Locate the line bearing "if self.firewall_document_type == self.syslog_document_type" in the material below, then reproduce it and each following line up to and including the line bearing "컬럼은 date, time)".

#### Supplied material

//! 로그 파이프라인 설정
//!
//! [`SyslogServiceConfig`]와 [`TailJobConfig`]는 core의
//! [`LogvaneConfig`](logvane_core::config::LogvaneConfig)에서 파생되는 실행 단위별 설정입니다.
//!
//! # 사용 예시
//! ```ignore
//! use logvane_core::config::LogvaneConfig;
//! use logvane_log_pipeline::config::TailJobConfig;
//!
//! let core_config = LogvaneConfig::default();
//! let config = TailJobConfig::from_core(&core_config)?;
//! ```

use std::path::{Component, Path, PathBuf};

use logvane_core::config::{DEFAULT_W3C_COLUMNS, LogvaneConfig};
use serde::{Deserialize, Serialize};

use crate::error::LogPipelineError;

/// UDP syslog 서비스 설정
#[derive(Debug, Clone, Serialize, Deserialize)]
pub struct SyslogServiceConfig {
    /// 바인드 주소
    pub bind: String,
    /// 최대 데이터그램 크기 (바이트)
    pub max_datagram_size: usize,
    /// 문법 A 레코드의 문서 타입
    pub firewall_document_type: String,
    /// 문법 B 레코드의 문서 타입
    pub syslog_document_type: String,
}

impl Default for SyslogServiceConfig {
    fn default() -> Self {
        Self::from_core(&LogvaneConfig::default())
    }
}

impl SyslogServiceConfig {
    /// core 설정에서 서비스 설정을 생성합니다.
    pub fn from_core(core: &LogvaneConfig) -> Self {
        Self {
            bind: core.syslog.bind.clone(),
            max_datagram_size: core.syslog.max_datagram_size,
            firewall_document_type: core.syslog.firewall_document_type.clone(),
            syslog_document_type: core.syslog.syslog_document_type.clone(),
        }
    }

    /// 설정 유효성을 검증합니다.
    pub fn validate(&self) -> Result<(), LogPipelineError> {
        if self.bind.is_empty() {
            return Err(LogPipelineError::Config {
                field: "bind".to_owned(),
                reason: "must not be empty".to_owned(),
            });
        }
        if self.max_datagram_size == 0 {
            return Err(LogPipelineError::Config {
                field: "max_datagram_size".to_owned(),
                reason: "must be greater than 0".to_owned(),
            });
        }
        if self.firewall_document_type == self.syslog_document_type {
            return Err(LogPipelineError::Config {
                field: "syslog_document_type".to_owned(),
                reason: "must differ from firewall_document_type".to_owned(),
            });
        }
        Ok(())
    }
}

/// 파일 테일링 배치 작업 설정
#[derive(Debug, Clone, Serialize, Deserialize)]
pub struct TailJobConfig {
    /// 로테이션된 로그 파일 디렉토리
    pub log_dir: PathBuf,
    /// 문서 타입 (인덱스 접두어)
    pub document_type: String,
    /// 기본 컬럼 레이아웃 (첫 두 컬럼은 date, time)
    pub columns: Vec<String>,
    /// 템플릿 추론 시 샘플링할 레코드 수
    pub sample_size: usize,
    /// 벌크 요청당 최대 문서 수
    pub bulk_chunk_size: usize,
}

impl Default for TailJobConfig {
    fn default() -> Self {
        Self {
            log_dir: PathBuf::from("/var/log/iis/W3SVC1"),
            document_type: "iislog".to_owned(),
            columns: split_columns(DEFAULT_W3C_COLUMNS),
            sample_size: 128,
            bulk_chunk_size: 500,
        }
    }
}

impl TailJobConfig {
    /// core 설정에서 작업 설정을 생성하고 검증합니다.
    pub fn from_core(core: &LogvaneConfig) -> Result<Self, LogPipelineError> {
        let config = Self {
            log_dir: PathBuf::from(&core.tail.log_dir),
            document_type: core.tail.document_type.clone(),
            columns: split_columns(&core.tail.columns),
            sample_size: core.tail.sample_size,
            bulk_chunk_size: core.store.bulk_chunk_size,
        };
        config.validate()?;
        Ok(config)
    }

    /// 설정 유효성을 검증합니다.
    pub fn validate(&self) -> Result<(), LogPipelineError> {
        validate_log_dir(&self.log_dir)?;

        if self.columns.len() < 3 || self.columns[0] != "date" || self.columns[1] != "time" {
            return Err(LogPipelineError::Config {
                field: "columns".to_owned(),
                reason: "layout must start with 'date time' followed by data columns".to_owned(),
            });
        }
        if self.sample_size == 0 {
            return Err(LogPipelineError::Config {
                field: "sample_size".to_owned(),
                reason: "must be greater than 0".to_owned(),
            });
        }
        if self.bulk_chunk_size == 0 {
            return Err(LogPipelineError::Config {
                field: "bulk_chunk_size".to_owned(),
                reason: "must be greater than 0".to_owned(),
            });
        }
        Ok(())
    }
}

/// 공백으로 구분된 컬럼 목록을 분리합니다.
pub fn split_columns(columns: &str) -> Vec<String> {
    columns.split_whitespace().map(str::to_owned).collect()
}

/// 디렉토리 경로가 안전한지 검증합니다 (path traversal 방지).
fn validate_log_dir(path: &Path) -> Result<(), LogPipelineError> {
    if path.as_os_str().is_empty() {
        return Err(LogPipelineError::Config {
            field: "log_dir".to_owned(),
            reason: "log directory must not be empty".to_owned(),
        });
    }

    if path.components().any(|c| c == Component::ParentDir) {
        return Err(LogPipelineError::Config {
            field: "log_dir".to_owned(),
            reason: format!(
                "log directory '{}' contains path traversal pattern '..'",
                path.display()
            ),
        });
    }

    if !path.is_absolute() {
        return Err(LogPipelineError::Config {
            field: "log_dir".to_owned(),
            reason: format!("log directory '{}' must be an absolute path", path.display()),
        });
    }

    Ok(())
}

/// [`TailJobConfig`] 빌더
#[derive(Debug, Default)]
pub struct TailJobConfigBuilder {
    config: TailJobConfig,
}

impl TailJobConfigBuilder {
    /// 기본값으로 빌더를 생성합니다.
    pub fn new() -> Self {
        Self::default()
    }

    /// 로그 디렉토리를 설정합니다.
    pub fn log_dir(mut self, dir: impl Into<PathBuf>) -> Self {
        self.config.log_dir = dir.into();
        self
    }

    /// 문서 타입을 설정합니다.
    pub fn document_type(mut self, document_type: impl Into<String>) -> Self {
        self.config.document_type = document_type.into();
        self
    }

    /// 기본 컬럼 레이아웃을 설정합니다.
    pub fn columns(mut self, columns: &str) -> Self {
        self.config.columns = split_columns(columns);
        self
    }

    /// 샘플 크기를 설정합니다.
    pub fn sample_size(mut self, size: usize) -> Self {
        self.config.sample_size = size;
        self
    }

    /// 벌크 청크 크기를 설정합니다.
    pub fn bulk_chunk_size(mut self, size: usize) -> Self {
        self.config.bulk_chunk_size = size;
        self
    }

    /// 설정을 검증하고 빌드합니다.
    pub fn build(self) -> Result<TailJobConfig, LogPipelineError> {
        self.config.validate()?;
        Ok(self.config)
    }
}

########

- **Result of this task**
        if self.firewall_document_type == self.syslog_document_type {
            return Err(LogPipelineError::Config {
                field: "syslog_document_type".to_owned(),
                reason: "must differ from firewall_document_type".to_owned(),
            });
        }
        Ok(())
    }
}

/// 파일 테일링 배치 작업 설정
#[derive(Debug, Clone, Serialize, Deserialize)]
pub struct TailJobConfig {
    /// 로테이션된 로그 파일 디렉토리
    pub log_dir: PathBuf,
    /// 문서 타입 (인덱스 접두어)
    pub document_type: String,
    /// 기본 컬럼 레이아웃 (첫 두 컬럼은 date, time)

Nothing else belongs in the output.